Several reports have attested the applicability of Bombyx mori silk for vascular tissue engineering applications however non-mulberry silk varieties like Philosamia ricini and Antheraea assama are quite unexplored [189, 281, 282]. We have previously reported that non- mulberry silk varieties (e. g., Antheraea mylitta) support better cell attachment and proliferation owing to intrinsic presence of RGD motif (cell binding site) [291]. Recently, presence of similar cell binding motif was reported in A. assama [292]. Additionally, unique molecular architecture (polyalanine repeats without any intervening amino acid) of A. assama silk is reported to improve its mechanical properties- a considerable aspect of vascular tissue engineering [239, 293]. Hence, we attempted to explore the suitability of Indian endemic non-mulberry silk varieties (PR and AA) for vascular tissue engineering application.

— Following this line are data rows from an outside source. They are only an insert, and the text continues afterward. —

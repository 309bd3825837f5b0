// src/backend/errores.rs

use thiserror::Error;

/// Mensaje cuando el backend responde con error sin explicar por qué.
pub const MENSAJE_GENERICO: &str = "Error al procesar la solicitud.";

/// Fallas al hablar con el backend de la tienda. Ninguna es fatal: el
/// usuario puede corregir o reintentar, y nada se reintenta solo.
#[derive(Debug, Clone, PartialEq, Eq, Error)]
pub enum ErrorRemoto {
    #[error("No se pudo conectar con el servidor: {0}")]
    Conexion(String),

    /// Respuesta no 2xx. `mensaje` sale del campo `message` o `error` del
    /// cuerpo, o es `MENSAJE_GENERICO`.
    #[error("{mensaje}")]
    Http { status: u16, mensaje: String },

    #[error("Respuesta inválida del servidor.")]
    RespuestaInvalida,
}

impl ErrorRemoto {
    pub fn desde_respuesta(status: u16, cuerpo: &str) -> Self {
        ErrorRemoto::Http {
            status,
            mensaje: extraer_mensaje(cuerpo).unwrap_or_else(|| MENSAJE_GENERICO.to_string()),
        }
    }
}

impl From<reqwest::Error> for ErrorRemoto {
    fn from(e: reqwest::Error) -> Self {
        if e.is_decode() {
            ErrorRemoto::RespuestaInvalida
        } else {
            ErrorRemoto::Conexion(e.to_string())
        }
    }
}

/// Busca `message` y luego `error` en un cuerpo JSON de error.
pub fn extraer_mensaje(cuerpo: &str) -> Option<String> {
    let valor: serde_json::Value = serde_json::from_str(cuerpo).ok()?;
    ["message", "error"]
        .iter()
        .filter_map(|campo| valor.get(*campo).and_then(|v| v.as_str()))
        .map(str::trim)
        .find(|m| !m.is_empty())
        .map(str::to_string)
}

In the current endeavor, we project an alternative approach by combining the cell sheet engineering and patterned silk films to overcome the above mentioned limitations. A schematic representation of our methodology to fabricate small diameter vascular graft is shown in Figure 3.1. Several reports have attested the applicability of B. mori silk for various tissue engineering applications but other non-mulberry silk varieties like P. ricini and A. assama are quite unexplored.

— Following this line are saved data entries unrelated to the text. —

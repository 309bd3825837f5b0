// src/usuarios/mod.rs

// Claims del token emitido por el backend
pub mod usuario_structs;
// Extractor que valida el token y reenvía la identidad al resto de las rutas
pub mod auth_middleware;

pub use auth_middleware::AuthenticatedUser;
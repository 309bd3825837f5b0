// src/gastos/gastos_structs.rs

use std::collections::BTreeMap;

use bigdecimal::BigDecimal;
use chrono::NaiveDate;
use serde::{Deserialize, Serialize};

/// Cada cuánto se repite un gasto.
#[derive(Debug, Clone, Copy, PartialEq, Eq, Serialize, Deserialize)]
#[serde(rename_all = "lowercase")]
pub enum Frecuencia {
    Unico,
    Semanal,
    /// Cada 15 días a partir de la fecha de inicio.
    Quincenal,
    Mensual,
    Anual,
}

/// Registro de gasto tal como lo guarda el backend.
#[derive(Debug, Clone, PartialEq, Serialize, Deserialize)]
pub struct GastoRecurrente {
    pub id: i64,
    pub descripcion: String,
    #[serde(alias = "monto")]
    pub monto_usd: BigDecimal,
    pub frecuencia: Frecuencia,
    pub fecha_inicio: NaiveDate,
    #[serde(default)]
    pub fecha_fin: Option<NaiveDate>,
}

/// Una aparición de un gasto en un día del calendario.
#[derive(Debug, Clone, PartialEq, Serialize)]
pub struct Ocurrencia {
    pub gasto_id: i64,
    pub descripcion: String,
    pub monto_usd: BigDecimal,
}

#[derive(Debug, Clone, PartialEq, Serialize)]
pub struct ProyeccionMensual {
    pub anio: i32,
    pub mes: u32,
    /// Solo los días con al menos un gasto.
    pub dias: BTreeMap<NaiveDate, Vec<Ocurrencia>>,
    pub total_usd: BigDecimal,
}

#[derive(Debug, Deserialize)]
pub struct ConsultaProyeccion {
    pub anio: i32,
    pub mes: u32,
}
// src/compras/compras_router.rs

use actix_web::web;

use super::compras_structs::Compra;
use crate::envio::envio_router;

/// Rutas del carrito de compras a proveedores:
///
/// - `GET    /compras/carrito`                     resumen con totales
/// - `POST   /compras/carrito/items`               agrega material o producto
/// - `DELETE /compras/carrito/items/{tipo}/{id}`   quita una línea
/// - `PUT    /compras/carrito/contraparte`         elige el proveedor
/// - `POST   /compras/carrito/enviar`              registra la compra
/// - `DELETE /compras/carrito`                     descarta el formulario
pub fn configurar(cfg: &mut web::ServiceConfig) {
    envio_router::registrar::<Compra>(cfg, "/compras/carrito");
}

In this study, we used the latter in comparison with B. mori silk. This approach would serve as a suitable cell sheet platform simultaneously inducing the functional contractile phenotype of SMCs (alignment induced phenotypic transition). Also, it may be envisaged that cellular platform (silk film) would make the rolling process more facile and would not require long term maturation in pulsatile bioreactor to obtain sufficient mechanical strength and functionality. This consecutive rolling assembly is expected to exactly mimic the native cellular alignment (EC aligned longitudinally along the blood flow direction, SMCs and fibroblasts in the concentric arrangement improving mechanical contractility).
Figure 3.1. (A) Schematic representing the fabrication of patterned silk films and (B) rolling process of vascular cell sheets to obtain tri-layered biomimicking tissue engineered small diameter blood vessel.